Why is it so important to get out of debt? What do you think are the possible repercussions for me to stop making my car payment, getting another credit card, taking out the available in cash and buying nitro-pak/gun/boots? Maybe the goons come out hunting down debtors? Highly unlikely.

Don't assume an action can't harm you just because you can't imagine how it could harm you. Certainly the owners can't put all debtors in prison, but they could have other ways of making your life much more difficult. To willfully take on debt with no intention of paying it back is to initiate a zero-sum conflict with forces that are much more powerful than you are, and even if that's morally defensible, it's tactically reckless.
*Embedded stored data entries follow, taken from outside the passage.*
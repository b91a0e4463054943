//! Behaviour of the todo store through the testing harness

#![allow(clippy::unwrap_used)] // Tests can unwrap
#![allow(clippy::expect_used)] // Tests can expect

use todo_store_core::{TodoError, TodoId, TodoStatus, ValidationError};
use todo_store_runtime::TodoStore;
use todo_store_testing::{
    StoreTest, assertions, completed_record, init_test_tracing, pending_record, test_environment,
};

fn id(raw: &str) -> TodoId {
    TodoId::parse(raw).unwrap()
}

#[test]
fn test_create_buy_groceries() {
    init_test_tracing();
    let store = TodoStore::new(test_environment());

    let todo = store
        .create("Buy groceries", Some("Milk, bread, eggs"))
        .unwrap();

    assert!(!todo.id().as_str().is_empty());
    assert_eq!(todo.title().as_str(), "Buy groceries");
    assert_eq!(todo.description().unwrap().as_str(), "Milk, bread, eggs");
    assert!(!todo.is_completed());
    assert_eq!(todo.created_at(), todo.updated_at());
}

#[test]
fn test_create_rejects_empty_and_oversized_titles() {
    StoreTest::new()
        .when(|store| store.create("", Some("x")))
        .then_result(|result| {
            assert_eq!(
                result.as_ref().unwrap_err(),
                &TodoError::Validation(ValidationError::EmptyTitle)
            );
        })
        .run();

    StoreTest::new()
        .when(|store| store.create(&"a".repeat(201), Some("x")))
        .then_result(assertions::assert_validation)
        .then_store(|store| assert_eq!(store.count(), 0))
        .run();
}

#[test]
fn test_create_accepts_boundary_lengths() {
    StoreTest::new()
        .when(|store| store.create(&"a".repeat(200), Some(&"d".repeat(1000))))
        .then_result(assertions::assert_ok)
        .run();
}

#[test]
fn test_description_normalization() {
    let store = TodoStore::new(test_environment());

    let empty = store.create("Empty", Some("")).unwrap();
    assert!(empty.description().is_none());

    let absent = store.create("Absent", None).unwrap();
    assert_eq!(empty.description(), absent.description());

    let blank = store.create("Blank", Some("   ")).unwrap();
    assert_eq!(blank.description().unwrap().as_str(), "   ");
}

#[test]
fn test_complete_twice() {
    let target = id("a");
    let again = target.clone();

    StoreTest::new()
        .given_todos([pending_record("a", "Task")])
        .when(move |store| {
            store.complete(&target)?;
            store.complete(&target)
        })
        .then_result(move |result| {
            assert_eq!(
                result.as_ref().unwrap_err(),
                &TodoError::InvalidState {
                    id: again,
                    status: TodoStatus::Completed,
                }
            );
        })
        .then_store(|store| {
            assert!(store.find_by_id(&id("a")).unwrap().is_completed());
        })
        .run();
}

#[test]
fn test_uncomplete_reverts_to_pending() {
    let target = id("a");
    StoreTest::new()
        .given_todos([completed_record("a", "Task")])
        .when(move |store| store.uncomplete(&target))
        .then_result(|result| {
            let todo = result.as_ref().unwrap();
            assert_eq!(todo.status(), TodoStatus::Pending);
            assert!(todo.updated_at() > todo.created_at());
        })
        .run();
}

#[test]
fn test_uncomplete_pending_fails() {
    let target = id("a");
    StoreTest::new()
        .given_todos([pending_record("a", "Task")])
        .when(move |store| store.uncomplete(&target))
        .then_result(assertions::assert_invalid_state)
        .then_store(|store| assert_eq!(store.find_pending().len(), 1))
        .run();
}

#[test]
fn test_delete_then_find() {
    let target = id("a");
    StoreTest::new()
        .given_todos([pending_record("a", "Task")])
        .when(move |store| store.delete(&target))
        .then_result(assertions::assert_ok)
        .then_store(|store| {
            assert!(store.find_by_id(&id("a")).is_none());
            assert!(!store.exists_by_id(&id("a")));
            assert!(matches!(
                store.delete(&id("a")),
                Err(TodoError::NotFound(_))
            ));
        })
        .run();
}

#[test]
fn test_find_by_completed_splits_by_status() {
    let store = TodoStore::new(test_environment());
    let first = store.create("First", None).unwrap();
    let second = store.create("Second", None).unwrap();
    let third = store.create("Third", None).unwrap();

    store.complete(first.id()).unwrap();
    store.complete(third.id()).unwrap();

    let completed: Vec<TodoId> = store
        .find_by_completed(true)
        .iter()
        .map(|t| t.id().clone())
        .collect();
    assert_eq!(completed, vec![first.id().clone(), third.id().clone()]);

    let pending = store.find_by_completed(false);
    assert_eq!(pending.len(), 1);
    assert_eq!(pending[0].id(), second.id());

    assert_eq!(store.find_all().len(), 3);
    assert_eq!(store.find_completed(), store.find_by_completed(true));
}

#[test]
fn test_update_missing_fails() {
    let target = id("ghost");
    StoreTest::new()
        .given_todos([pending_record("a", "Task")])
        .when(move |store| store.update(&target, "Title", None))
        .then_result(assertions::assert_not_found)
        .run();
}

#[test]
fn test_update_never_partially_applies() {
    let target = id("a");
    StoreTest::new()
        .given_todos([pending_record("a", "Original")])
        .when(move |store| store.update(&target, "Changed", Some(&"d".repeat(1001))))
        .then_result(assertions::assert_validation)
        .then_store(|store| {
            let todo = store.find_by_id(&id("a")).unwrap();
            assert_eq!(todo.title().as_str(), "Original");
            assert!(todo.description().is_none());
            assert_eq!(todo.created_at(), todo.updated_at());
        })
        .run();
}

#[test]
fn test_update_replaces_both_fields() {
    let target = id("a");
    StoreTest::new()
        .given_todos([pending_record("a", "Original")])
        .when(move |store| store.update(&target, "Changed", Some("now with details")))
        .then_result(|result| {
            let todo = result.as_ref().unwrap();
            assert_eq!(todo.title().as_str(), "Changed");
            assert_eq!(todo.description().unwrap().as_str(), "now with details");
            assert!(todo.updated_at() > todo.created_at());
        })
        .run();
}

#[test]
fn test_blank_id_is_a_validation_error() {
    assert_eq!(TodoId::parse("  "), Err(ValidationError::EmptyId));
}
If you already have debt, your best move depends on how easily you can pay it off through frugality and honest wage labor. If that's a realistic choice, then it's a great opportunity to scrutinize your lifestyle, to practice self-discipline, and to learn skills that you will need to thrive in the depression. But if you owe so much money, or interest is compounding so fast, or income is so scarce, that you see yourself struggling for decades and still being in debt, then your best move will be something more drastic. And as the economy collapses, more and more people will be in that position.

December 24. Last night on the radio I heard the funniest song ever, and just tracked it down: The Abominable "O Holy Night"

December 28. Teiji writes:

I'm from Honolulu, and last night our whole island experienced one of the longest blackouts in recent history, 12+ hours. Just for fun, I took my motorcycle out for a ride around town, and instead of chaos and traffic jams, things were orderly. Without police or traffic lights, lanes of traffic would stop to let the other direction go, then those lanes would stop after a while to let the first direction go, and so on back and forth. Only a few of the biggest intersections had cops directing traffic, and I wonder if they were even necessary. I heard on the radio that one pedestrian took it on himself to direct traffic, until the cops told him he wasn't allowed to do that. My theory is that without control and authority, people still know what to do and can manage themselves.

I agree! But control and authority have ways of infecting human systems, both through government and through private power, and both from the inside and the outside. What would happen if the blackout lasted a month?

My current host told me that a few years ago, a ice storm hit the county, and the power was off for weeks. Most people left. They had no skill or confidence in living without electricity, and no animals to take care of, so they got in their cars and drove to places where they could be comfortable. I never completely put this together until he said it, but if America has concentration camps, that's how they'll fill them. We won't have to be forced at gunpoint -- we'll pound on the gates and beg to be let in, if they're called "Evacuee Facilities" and they promise us food and warmth.